--- Work instructions ---
Copy out every line of the data that has the word "inner" somewhere in it.

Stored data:
»»

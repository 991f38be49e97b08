//! Buildpack resolution.
//!
//! A buildpack reference is resolved, in order, as:
//! 1. a remote git URL (`http(s)://…/*.git` or `git://…`), cloned fresh into
//!    `{download_root}/{host}/{path}`;
//! 2. a literal filesystem path that exists;
//! 3. a name found in one of the search path directories.

pub mod cache;
pub mod fetch;

use std::fmt;
use std::io;
use std::path::{Path, PathBuf};

use thiserror::Error;
use tracing::{debug, info};
use url::Url;
use walkdir::WalkDir;

use crate::config::Settings;
use crate::consts::BUILDPACK_CACHE_DIR;
use crate::lock::{LockError, PathLock};
use crate::util::fs::join_path;

pub use cache::{BuildCache, CacheError};
pub use fetch::{Cloner, FetchError, GitCloner};

#[derive(Debug, Error)]
pub enum ResolveError {
  /// No remote, literal or search path match.
  #[error("no such buildpack: '{reference}'{}", format_searched(.searched))]
  BuildpackNotFound { reference: String, searched: Vec<PathBuf> },

  #[error("failed to clone buildpack '{reference}': {source}")]
  CloneFailed {
    reference: String,
    #[source]
    source: FetchError,
  },

  #[error("failed to remove previous clone '{path}': {source}")]
  RemoveStale {
    path: PathBuf,
    #[source]
    source: io::Error,
  },

  #[error("failed to create download directory '{path}': {source}")]
  CreateDir {
    path: PathBuf,
    #[source]
    source: io::Error,
  },

  /// A remote URL without a repository path would claim a whole host directory.
  #[error("remote buildpack '{reference}' has no repository path")]
  EmptyRemotePath { reference: String },

  #[error(transparent)]
  Lock(#[from] LockError),
}

fn format_searched(searched: &[PathBuf]) -> String {
  if searched.is_empty() {
    return " (search path is empty)".to_string();
  }
  let list: Vec<String> = searched.iter().map(|p| p.display().to_string()).collect();
  format!(" (searched: {})", list.join(", "))
}

/// A buildpack reference that points at a remote git repository.
#[derive(Debug, Clone, PartialEq, Eq)]
pub struct RemoteRef {
  pub url: String,
  pub host: String,
  pub path: String,
}

impl RemoteRef {
  /// Classify `reference`; `None` means it is not a remote reference.
  pub fn parse(reference: &str) -> Option<Self> {
    let url = Url::parse(reference).ok()?;
    let remote = match url.scheme() {
      "http" | "https" => url.path().ends_with(".git"),
      "git" => true,
      _ => false,
    };
    if !remote {
      return None;
    }

    Some(RemoteRef {
      url: reference.to_string(),
      host: url.host_str()?.to_string(),
      path: url.path().trim_matches('/').to_string(),
    })
  }

  /// Download location for this reference under `root`.
  pub fn cache_path(&self, root: &Path) -> PathBuf {
    join_path([root, Path::new(&self.host), Path::new(&self.path)])
  }
}

/// How a reference was resolved.
#[derive(Debug, Clone, Copy, PartialEq, Eq)]
pub enum Origin {
  Remote,
  Literal,
  SearchPath,
}

impl fmt::Display for Origin {
  fn fmt(&self, f: &mut fmt::Formatter<'_>) -> fmt::Result {
    match self {
      Origin::Remote => write!(f, "remote"),
      Origin::Literal => write!(f, "path"),
      Origin::SearchPath => write!(f, "search path"),
    }
  }
}

/// A buildpack available as a local directory.
///
/// For remote buildpacks the download location stays locked until this value
/// is dropped, so another invocation cannot re-clone it mid-build.
#[derive(Debug)]
pub struct ResolvedBuildpack {
  pub reference: String,
  pub dir: PathBuf,
  pub origin: Origin,
  _lock: Option<PathLock>,
}

impl ResolvedBuildpack {
  pub(crate) fn local(reference: &str, dir: PathBuf) -> Self {
    ResolvedBuildpack {
      reference: reference.to_string(),
      dir,
      origin: Origin::Literal,
      _lock: None,
    }
  }

  pub fn compile_path(&self) -> PathBuf {
    self.dir.join("bin").join("compile")
  }

  /// `bin/release`, if the buildpack has one.
  pub fn release_path(&self) -> Option<PathBuf> {
    let path = self.dir.join("bin").join("release");
    path.is_file().then_some(path)
  }

  pub fn cache_dir(&self) -> PathBuf {
    self.dir.join(BUILDPACK_CACHE_DIR)
  }
}

/// Resolves buildpack references using the configured search path and
/// download root.
#[derive(Debug, Clone)]
pub struct Resolver<C = GitCloner> {
  settings: Settings,
  cloner: C,
}

impl Resolver<GitCloner> {
  pub fn new(settings: Settings) -> Self {
    Self::with_cloner(settings, GitCloner)
  }
}

impl<C: Cloner> Resolver<C> {
  pub fn with_cloner(settings: Settings, cloner: C) -> Self {
    Resolver { settings, cloner }
  }

  pub fn settings(&self) -> &Settings {
    &self.settings
  }

  /// Resolve `reference` to a local buildpack directory.
  pub fn resolve(&self, reference: &str) -> Result<ResolvedBuildpack, ResolveError> {
    if let Some(remote) = RemoteRef::parse(reference) {
      return self.resolve_remote(&remote);
    }

    let literal = Path::new(reference);
    if literal.exists() {
      debug!(buildpack = reference, "using literal path");
      return Ok(ResolvedBuildpack::local(reference, literal.to_path_buf()));
    }

    let mut searched = Vec::with_capacity(self.settings.search_path.len());
    for entry in &self.settings.search_path {
      let candidate = entry.join(reference);
      debug!(path = %candidate.display(), "checking search path");
      if candidate.exists() {
        return Ok(ResolvedBuildpack {
          reference: reference.to_string(),
          dir: candidate,
          origin: Origin::SearchPath,
          _lock: None,
        });
      }
      searched.push(candidate);
    }

    Err(ResolveError::BuildpackNotFound {
      reference: reference.to_string(),
      searched,
    })
  }

  /// Replace any previous clone of `remote` with a fresh one.
  ///
  /// Remote paths can nest (`packs` and `packs/ruby`), so clones enclosing
  /// or enclosed by the download location are locked too, outermost first,
  /// while the old tree is removed and the new one cloned. Only the lock on
  /// the clone itself outlives this call.
  fn resolve_remote(&self, remote: &RemoteRef) -> Result<ResolvedBuildpack, ResolveError> {
    if remote.path.is_empty() {
      return Err(ResolveError::EmptyRemotePath {
        reference: remote.url.clone(),
      });
    }

    let root = &self.settings.download_root;
    let dest = remote.cache_path(root);
    let holder = format!("clone {}", remote.url);

    let mut overlapping = Vec::new();
    for outer in enclosing_clones(root, &dest) {
      debug!(path = %outer.display(), "locking enclosing clone");
      overlapping.push(PathLock::acquire(&outer, &holder)?);
    }
    let lock = PathLock::acquire(&dest, &holder)?;
    for inner in nested_clones(&dest) {
      debug!(path = %inner.display(), "locking nested clone");
      overlapping.push(PathLock::acquire(&inner, &holder)?);
    }

    if dest.exists() {
      debug!(path = %dest.display(), "removing previous clone");
      std::fs::remove_dir_all(&dest).map_err(|source| ResolveError::RemoveStale {
        path: dest.clone(),
        source,
      })?;
    }

    if let Some(parent) = dest.parent() {
      std::fs::create_dir_all(parent).map_err(|source| ResolveError::CreateDir {
        path: parent.to_path_buf(),
        source,
      })?;
    }

    info!(url = %remote.url, path = %dest.display(), "cloning buildpack");
    self
      .cloner
      .clone_repo(&remote.url, &dest)
      .map_err(|source| ResolveError::CloneFailed {
        reference: remote.url.clone(),
        source,
      })?;
    drop(overlapping);

    Ok(ResolvedBuildpack {
      reference: remote.url.clone(),
      dir: dest,
      origin: Origin::Remote,
      _lock: Some(lock),
    })
  }
}

/// Directories between `root` and `dest` that are guarded clones, outermost first.
fn enclosing_clones(root: &Path, dest: &Path) -> Vec<PathBuf> {
  let mut found: Vec<PathBuf> = dest
    .ancestors()
    .skip(1)
    .take_while(|dir| dir.starts_with(root) && *dir != root)
    .filter(|dir| PathLock::lock_path_for(dir).is_file())
    .map(Path::to_path_buf)
    .collect();
  found.reverse();
  found
}

/// Guarded directories inside `dest` (nested clones and build caches): those
/// with a sibling `.lock` file, outermost first. Git metadata is not searched.
fn nested_clones(dest: &Path) -> Vec<PathBuf> {
  if !dest.is_dir() {
    return Vec::new();
  }

  let mut found: Vec<PathBuf> = WalkDir::new(dest)
    .min_depth(1)
    .into_iter()
    .filter_entry(|entry| entry.file_name() != ".git")
    .flatten()
    .filter(|entry| entry.file_type().is_file())
    .filter_map(|entry| {
      let name = entry.file_name().to_str()?;
      let clone = name.strip_suffix(".lock").filter(|stem| !stem.is_empty())?;
      let dir = entry.path().with_file_name(clone);
      dir.is_dir().then_some(dir)
    })
    .collect();
  found.sort_by_key(|dir| dir.components().count());
  found
}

««

--- Output for this task ---
    for inner in nested_clones(&dest) {
      debug!(path = %inner.display(), "locking nested clone");
      overlapping.push(PathLock::acquire(&inner, &holder)?);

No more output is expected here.